UZBEKISTAN-TURKMENISTAN: A POLE OF MULTIVECTORAL POLICY IN CENTRAL ASIA

Mikhail AGAJANIAN


Mikhail Agajanian, Independent Expert (Erevan, Armenia)


ABSTRACT

Contrary to the widespread opinion, Central Asia is not a homogenous region made up of independent countries that can easily be lumped together. It is not a monolith, but a territory crisscrossed by numerous dividing lines, some of them created by different, or even opposing, foreign policy preferences of the Central Asian republics. The author has taken two of themTurkmenistan and Uzbekistanto demonstrate the main trends of multivectoral foreign policy pursued by the regional actors, irrespective of how relations with the external players are developing.
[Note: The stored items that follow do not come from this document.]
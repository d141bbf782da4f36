//! Row payloads exchanged between connectors, topics and streams.

use crate::types::DataType;
use serde::{Deserialize, Serialize};

/// A single typed value held by a [`Cell`].
#[derive(Debug, Clone, PartialEq, Serialize, Deserialize)]
pub enum Value {
    Boolean(bool),
    Byte(i8),
    Short(i16),
    Int(i32),
    Long(i64),
    Float(#[serde(with = "float_repr")] f32),
    Double(#[serde(with = "float_repr")] f64),
    String(String),
    Bytes(Vec<u8>),
    /// Nested row
    Row(Box<Row>),
    Null,
}

impl Value {
    /// The schema type this value satisfies. `Null` and nested rows map to `Object`.
    pub fn data_type(&self) -> DataType {
        match self {
            Self::Boolean(_) => DataType::Boolean,
            Self::Byte(_) => DataType::Byte,
            Self::Short(_) => DataType::Short,
            Self::Int(_) => DataType::Int,
            Self::Long(_) => DataType::Long,
            Self::Float(_) => DataType::Float,
            Self::Double(_) => DataType::Double,
            Self::String(_) => DataType::String,
            Self::Bytes(_) => DataType::Bytes,
            Self::Row(_) | Self::Null => DataType::Object,
        }
    }

    pub fn is_null(&self) -> bool {
        matches!(self, Self::Null)
    }

    pub fn as_bool(&self) -> Option<bool> {
        match self {
            Self::Boolean(b) => Some(*b),
            _ => None,
        }
    }

    /// Integral values widen to i64.
    pub fn as_i64(&self) -> Option<i64> {
        match self {
            Self::Byte(v) => Some(*v as i64),
            Self::Short(v) => Some(*v as i64),
            Self::Int(v) => Some(*v as i64),
            Self::Long(v) => Some(*v),
            _ => None,
        }
    }

    pub fn as_f64(&self) -> Option<f64> {
        match self {
            Self::Float(v) => Some(*v as f64),
            Self::Double(v) => Some(*v),
            _ => None,
        }
    }

    pub fn as_str(&self) -> Option<&str> {
        match self {
            Self::String(s) => Some(s),
            _ => None,
        }
    }

    pub fn as_bytes(&self) -> Option<&[u8]> {
        match self {
            Self::Bytes(b) => Some(b),
            _ => None,
        }
    }
}

impl From<bool> for Value {
    fn from(v: bool) -> Self {
        Self::Boolean(v)
    }
}

impl From<i8> for Value {
    fn from(v: i8) -> Self {
        Self::Byte(v)
    }
}

impl From<i16> for Value {
    fn from(v: i16) -> Self {
        Self::Short(v)
    }
}

impl From<i32> for Value {
    fn from(v: i32) -> Self {
        Self::Int(v)
    }
}

impl From<i64> for Value {
    fn from(v: i64) -> Self {
        Self::Long(v)
    }
}

impl From<f32> for Value {
    fn from(v: f32) -> Self {
        Self::Float(v)
    }
}

impl From<f64> for Value {
    fn from(v: f64) -> Self {
        Self::Double(v)
    }
}

impl From<String> for Value {
    fn from(v: String) -> Self {
        Self::String(v)
    }
}

impl From<&str> for Value {
    fn from(v: &str) -> Self {
        Self::String(v.to_string())
    }
}

impl From<Vec<u8>> for Value {
    fn from(v: Vec<u8>) -> Self {
        Self::Bytes(v)
    }
}

impl From<Row> for Value {
    fn from(v: Row) -> Self {
        Self::Row(Box::new(v))
    }
}

/// JSON has no NaN or infinity, so those are written as the strings
/// `"NaN"`, `"Infinity"` and `"-Infinity"`.
mod float_repr {
    use serde::de::{DeserializeOwned, Error as _};
    use serde::{Deserialize, Deserializer, Serialize, Serializer};

    pub trait Float: Copy + Serialize + DeserializeOwned {
        fn to_f64(self) -> f64;

        fn from_f64(v: f64) -> Self;
    }

    impl Float for f32 {
        fn to_f64(self) -> f64 {
            self as f64
        }

        fn from_f64(v: f64) -> Self {
            v as f32
        }
    }

    impl Float for f64 {
        fn to_f64(self) -> f64 {
            self
        }

        fn from_f64(v: f64) -> Self {
            v
        }
    }

    #[derive(Deserialize)]
    #[serde(untagged)]
    enum Repr<T> {
        Number(T),
        Named(String),
    }

    pub fn serialize<T, S>(value: &T, serializer: S) -> Result<S::Ok, S::Error>
    where
        T: Float,
        S: Serializer,
    {
        let v = value.to_f64();
        if v.is_nan() {
            serializer.serialize_str("NaN")
        } else if v == f64::INFINITY {
            serializer.serialize_str("Infinity")
        } else if v == f64::NEG_INFINITY {
            serializer.serialize_str("-Infinity")
        } else {
            value.serialize(serializer)
        }
    }

    pub fn deserialize<'de, T, D>(deserializer: D) -> Result<T, D::Error>
    where
        T: Float,
        D: Deserializer<'de>,
    {
        match Repr::<T>::deserialize(deserializer)? {
            Repr::Number(v) => Ok(v),
            Repr::Named(name) => match name.as_str() {
                "NaN" => Ok(T::from_f64(f64::NAN)),
                "Infinity" => Ok(T::from_f64(f64::INFINITY)),
                "-Infinity" => Ok(T::from_f64(f64::NEG_INFINITY)),
                _ => Err(D::Error::custom(format!(
                    "invalid floating point value: {name}"
                ))),
            },
        }
    }
}

/// A named value.
#[derive(Debug, Clone, PartialEq, Serialize, Deserialize)]
pub struct Cell {
    pub name: String,
    pub value: Value,
}

impl Cell {
    pub fn of(name: impl Into<String>, value: impl Into<Value>) -> Self {
        Self {
            name: name.into(),
            value: value.into(),
        }
    }
}

/// An ordered collection of cells plus free-form tags.
///
/// Two rows are equal when their cells are equal in order and their tags match.
#[derive(Debug, Clone, Default, PartialEq, Serialize, Deserialize)]
pub struct Row {
    cells: Vec<Cell>,
    #[serde(default, skip_serializing_if = "Vec::is_empty")]
    tags: Vec<String>,
}

impl Row {
    pub fn of(cells: Vec<Cell>) -> Self {
        Self {
            cells,
            tags: Vec::new(),
        }
    }

    pub fn with_tags(cells: Vec<Cell>, tags: Vec<String>) -> Self {
        Self { cells, tags }
    }

    pub fn cells(&self) -> &[Cell] {
        &self.cells
    }

    pub fn tags(&self) -> &[String] {
        &self.tags
    }

    pub fn cell(&self, index: usize) -> Option<&Cell> {
        self.cells.get(index)
    }

    pub fn cell_by_name(&self, name: &str) -> Option<&Cell> {
        self.cells.iter().find(|c| c.name == name)
    }

    pub fn names(&self) -> Vec<&str> {
        self.cells.iter().map(|c| c.name.as_str()).collect()
    }

    pub fn size(&self) -> usize {
        self.cells.len()
    }

    pub fn is_empty(&self) -> bool {
        self.cells.is_empty()
    }
}

impl IntoIterator for Row {
    type Item = Cell;
    type IntoIter = std::vec::IntoIter<Cell>;

    fn into_iter(self) -> Self::IntoIter {
        self.cells.into_iter()
    }
}
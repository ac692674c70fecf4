//! testlib library initialization.
//!
//! The library is loaded once per process. Either call [`testlib_init`]
//! explicitly, or let the first proxy constructor load it through
//! [`ensure_testlib_init`], which reads `TESTLIB_LIBRARY` and falls back to
//! the platform file name (`libtestlib.so`, `libtestlib.dylib`, `testlib.dll`).

use std::ffi::OsString;

use crate::error::Result;
use crate::sys::Functions;

/// Environment variable holding the path of the native library.
pub const LIBRARY_ENV: &str = "TESTLIB_LIBRARY";

/// Base name of the native library, without platform prefix or extension.
pub const LIBRARY_NAME: &str = "testlib";

/// Initialize testlib by loading the library from the given path.
///
/// # Returns
///
/// * `Ok(())` if initialization succeeds or already initialized with the same path
/// * `Err(Error::AlreadyInitialized)` if already initialized with a different path
/// * `Err(Error::LibraryLoad)` if the library cannot be loaded
/// * `Err(Error::MissingSymbol)` if an export is missing
///
/// # Example
///
/// ```ignore
/// use testlib_ffi::testlib_init;
///
/// testlib_init("/usr/local/lib/libtestlib.so")?;
/// ```
pub fn testlib_init(library_path: &str) -> Result<()> {
    if crate::sys::is_initialized() {
        return crate::sys::load_library(library_path);
    }
    tracing::info!(path = library_path, "initializing testlib");
    crate::sys::load_library(library_path)?;
    tracing::info!(path = library_path, "testlib initialized");
    Ok(())
}

/// Initialize testlib from an already resolved function table.
///
/// `source` labels the table the way a path labels a loaded library: a
/// second call with the same label is a no-op, a different label fails with
/// `Error::AlreadyInitialized`.
pub fn testlib_init_with(source: &str, functions: Functions) -> Result<()> {
    if !crate::sys::is_initialized() {
        tracing::info!(source, "installing testlib function table");
    }
    crate::sys::install_functions(source, functions)
}

/// Ensure testlib is initialized, loading it from the environment if needed.
pub fn ensure_testlib_init() -> Result<()> {
    if crate::sys::is_initialized() {
        return Ok(());
    }
    let path = default_library_path(std::env::var_os(LIBRARY_ENV));
    testlib_init(&path)
}

/// Resolve the library path from an optional override.
fn default_library_path(from_env: Option<OsString>) -> String {
    match from_env {
        Some(path) if !path.is_empty() => path.to_string_lossy().into_owned(),
        _ => libloading::library_filename(LIBRARY_NAME)
            .to_string_lossy()
            .into_owned(),
    }
}

/// Check if testlib has been initialized.
pub fn testlib_is_initialized() -> bool {
    crate::sys::is_initialized()
}

/// Get the path (or table label) used for initialization, if any.
pub fn testlib_library_path() -> Option<String> {
    crate::sys::library_path()
}
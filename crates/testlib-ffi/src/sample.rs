//! Proxy for the native non-polymorphic `SampleClass`.

use std::fmt;

use crate::error::Result;
use crate::handle::OwnedHandle;
use crate::init::ensure_testlib_init;
use crate::sys;
use crate::util::{string_from_cstr, to_cstring};

/// A named counter object owned through an opaque handle.
pub struct SampleObject {
    handle: OwnedHandle,
}

impl SampleObject {
    /// Create an instance with the native default name (`"unnamed"`).
    pub fn new() -> Result<Self> {
        ensure_testlib_init()?;
        let ptr = unsafe { sys::testlib_SampleClass_make0() };
        unsafe { Self::from_raw(ptr) }
    }

    pub fn with_name(name: &str) -> Result<Self> {
        ensure_testlib_init()?;
        let name = to_cstring(name)?;
        let ptr = unsafe { sys::testlib_SampleClass_make1(name.as_ptr()) };
        unsafe { Self::from_raw(ptr) }
    }

    /// # Safety
    ///
    /// `ptr` must be null or a live `hSampleClass` that nothing else will delete.
    ///
    /// # Panics
    ///
    /// Dropping the result panics if no function table is installed.
    pub unsafe fn from_raw(ptr: sys::hSampleClass) -> Result<Self> {
        let handle = OwnedHandle::new(ptr, sys::testlib_SampleClass_delete, "SampleClass")?;
        Ok(Self { handle })
    }

    /// Current counter value.
    pub fn get(&self) -> i32 {
        unsafe { sys::testlib_SampleClass_get(self.handle.as_ptr()) }
    }

    pub fn set(&mut self, n: i32) {
        unsafe { sys::testlib_SampleClass_set(self.handle.as_ptr(), n) }
    }

    /// The instance name, as reported by `testlib_SampleClass_getName`.
    ///
    /// # Safety
    ///
    /// The native export returns `c_str()` of a `std::string` it returns by
    /// value, so the pointer it hands back already refers to freed storage in
    /// the shipped testlib build. Only call this against a build of the
    /// library whose `getName` returns storage owned by the instance.
    pub unsafe fn name(&self) -> Result<String> {
        unsafe { string_from_cstr(sys::testlib_SampleClass_getName(self.handle.as_ptr())) }
    }

    pub fn as_raw(&self) -> sys::hSampleClass {
        self.handle.as_ptr()
    }
}

impl fmt::Debug for SampleObject {
    fn fmt(&self, f: &mut fmt::Formatter<'_>) -> fmt::Result {
        f.debug_struct("SampleObject")
            .field("counter", &self.get())
            .field("handle", &self.handle)
            .finish()
    }
}
//! In-process stand-in for the testlib native library.
//!
//! Implements the exported C functions with `extern "C"` Rust functions and
//! installs them through `testlib_init_with`. Objects are leaked instead of
//! freed so that release counts stay readable after a proxy is dropped.

#![allow(dead_code)]
#![allow(non_snake_case)]

use std::ffi::{c_char, c_double, c_int, c_void, CStr, CString};
use std::sync::atomic::{AtomicI32, AtomicUsize, Ordering};
use std::sync::Mutex;

use testlib_ffi::sys::Functions;
use testlib_ffi::testlib_init_with;

pub const FAKE_SOURCE: &str = "in-process fake testlib";

/// Install the stand-in table (idempotent across tests in one binary).
pub fn install() {
    testlib_init_with(FAKE_SOURCE, functions()).expect("install fake testlib");
}

pub fn functions() -> Functions {
    Functions {
        testlib_vectorD_make0: fake_vectorD_make0,
        testlib_vectorD_make1: fake_vectorD_make1,
        testlib_vectorD_set: fake_vectorD_set,
        testlib_vectorD_Linalg_norm: fake_vectorD_norm,
        testlib_vectorD_Linalg_printVector: fake_vectorD_printVector,
        testlib_vectorD_delete: fake_vectorD_delete,

        testlib_SampleClass_make0: fake_SampleClass_make0,
        testlib_SampleClass_make1: fake_SampleClass_make1,
        testlib_SampleClass_get: fake_SampleClass_get,
        testlib_SampleClass_set: fake_SampleClass_set,
        testlib_SampleClass_getName: fake_SampleClass_getName,
        testlib_SampleClass_delete: fake_SampleClass_delete,

        teslib_InterfaceClass_factory: fake_InterfaceClass_factory,
        testlib_InterfaceClass_getID: fake_InterfaceClass_getID,
        testlib_InterfaceClass_getName: fake_InterfaceClass_getName,
        testlib_InterfaceClass_setName: fake_InterfaceClass_setName,
        testlib_InterfaceClass_delete: fake_InterfaceClass_delete,
    }
}

fn leak<T>(value: T) -> *mut c_void {
    Box::into_raw(Box::new(value)) as *mut c_void
}

// ============================================================================
// std::vector<double>
// ============================================================================

pub struct FakeVector {
    pub data: Mutex<Vec<f64>>,
    pub printed: Mutex<Vec<String>>,
    pub set_calls: AtomicUsize,
    pub releases: AtomicUsize,
}

impl FakeVector {
    fn new(data: Vec<f64>) -> Self {
        Self {
            data: Mutex::new(data),
            printed: Mutex::new(Vec::new()),
            set_calls: AtomicUsize::new(0),
            releases: AtomicUsize::new(0),
        }
    }
}

/// Access the stand-in object behind a vector handle.
///
/// The stand-in never frees, so this stays valid after the proxy is dropped.
pub fn vector(hv: *mut c_void) -> &'static FakeVector {
    unsafe { &*(hv as *const FakeVector) }
}

unsafe extern "C" fn fake_vectorD_make0(n: usize, x: c_double) -> *mut c_void {
    leak(FakeVector::new(vec![x; n]))
}

unsafe extern "C" fn fake_vectorD_make1(n: usize, array: *const c_double) -> *mut c_void {
    let data = if n == 0 {
        Vec::new()
    } else {
        std::slice::from_raw_parts(array, n).to_vec()
    };
    leak(FakeVector::new(data))
}

unsafe extern "C" fn fake_vectorD_set(hv: *mut c_void, n: usize, x: c_double) {
    let v = vector(hv);
    v.set_calls.fetch_add(1, Ordering::SeqCst);
    v.data.lock().unwrap()[n] = x;
}

unsafe extern "C" fn fake_vectorD_norm(hv: *mut c_void) -> c_double {
    vector(hv)
        .data
        .lock()
        .unwrap()
        .iter()
        .map(|x| x * x)
        .sum::<f64>()
        .sqrt()
}

unsafe extern "C" fn fake_vectorD_printVector(name: *const c_char, hv: *mut c_void) {
    let v = vector(hv);
    let name = CStr::from_ptr(name).to_string_lossy();
    let data = v.data.lock().unwrap();
    let body: String = data.iter().map(|x| format!("{x}, ")).collect();
    let line = format!("{name} = [{}]( {body} )", data.len());
    println!("{line}");
    v.printed.lock().unwrap().push(line);
}

unsafe extern "C" fn fake_vectorD_delete(hv: *mut c_void) {
    vector(hv).releases.fetch_add(1, Ordering::SeqCst);
}

// ============================================================================
// SampleClass
// ============================================================================

pub struct FakeSample {
    pub name: CString,
    pub counter: AtomicI32,
    pub name_reads: AtomicUsize,
    pub releases: AtomicUsize,
}

pub fn sample(hnd: *mut c_void) -> &'static FakeSample {
    unsafe { &*(hnd as *const FakeSample) }
}

fn new_sample(name: CString) -> *mut c_void {
    leak(FakeSample {
        name,
        counter: AtomicI32::new(0),
        name_reads: AtomicUsize::new(0),
        releases: AtomicUsize::new(0),
    })
}

unsafe extern "C" fn fake_SampleClass_make0() -> *mut c_void {
    new_sample(CString::new("unnamed").unwrap())
}

unsafe extern "C" fn fake_SampleClass_make1(name: *const c_char) -> *mut c_void {
    new_sample(CStr::from_ptr(name).to_owned())
}

unsafe extern "C" fn fake_SampleClass_get(hnd: *mut c_void) -> c_int {
    sample(hnd).counter.load(Ordering::SeqCst)
}

unsafe extern "C" fn fake_SampleClass_set(hnd: *mut c_void, n: c_int) {
    sample(hnd).counter.store(n, Ordering::SeqCst);
}

unsafe extern "C" fn fake_SampleClass_getName(hnd: *mut c_void) -> *const c_char {
    let s = sample(hnd);
    s.name_reads.fetch_add(1, Ordering::SeqCst);
    s.name.as_ptr()
}

unsafe extern "C" fn fake_SampleClass_delete(hnd: *mut c_void) {
    sample(hnd).releases.fetch_add(1, Ordering::SeqCst);
}

// ============================================================================
// InterfaceClass
// ============================================================================

pub struct FakeInterface {
    pub class_id: &'static [u8],
    pub name: Mutex<CString>,
    pub releases: AtomicUsize,
}

pub fn interface(hinst: *mut c_void) -> &'static FakeInterface {
    unsafe { &*(hinst as *const FakeInterface) }
}

unsafe extern "C" fn fake_InterfaceClass_factory(class_id: *const c_char) -> *mut c_void {
    let (class_id, name): (&'static [u8], &str) = match CStr::from_ptr(class_id).to_bytes() {
        b"ImplementationA" => (&b"ImplementationA\0"[..], "Unammed-A"),
        b"ImplementationB" => (&b"ImplementationB\0"[..], "Unammed-B"),
        // Reports an ID that is not valid UTF-8
        b"ImplementationRaw" => (&b"\xff\xfe\0"[..], "Unammed-Raw"),
        _ => return std::ptr::null_mut(),
    };
    leak(FakeInterface {
        class_id,
        name: Mutex::new(CString::new(name).unwrap()),
        releases: AtomicUsize::new(0),
    })
}

unsafe extern "C" fn fake_InterfaceClass_getID(hinst: *mut c_void) -> *const c_char {
    interface(hinst).class_id.as_ptr().cast()
}

unsafe extern "C" fn fake_InterfaceClass_getName(hinst: *mut c_void) -> *const c_char {
    // The CString's heap buffer outlives the guard; it is only replaced by setName.
    interface(hinst).name.lock().unwrap().as_ptr()
}

unsafe extern "C" fn fake_InterfaceClass_setName(hinst: *mut c_void, name: *const c_char) {
    *interface(hinst).name.lock().unwrap() = CStr::from_ptr(name).to_owned();
}

unsafe extern "C" fn fake_InterfaceClass_delete(hinst: *mut c_void) {
    interface(hinst).releases.fetch_add(1, Ordering::SeqCst);
}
Keywords: Uzbekistan, Turkmenistan, multivectoral foreign policy, Central Asia, the Afghan Question, the problem of water resources, energy and transport projects, Russia, the United States, CSTO, SCO.

Introduction

Relations among the states responsible for the geopolitical makeup of Central Asia are not consistent at all. There are seats of ethnopolitical conflicts on the borders of at least some of them; the countries demonstrate different approaches to urgent transborder issues, hydroelectric projects, and distribution of the regions water resources in particular.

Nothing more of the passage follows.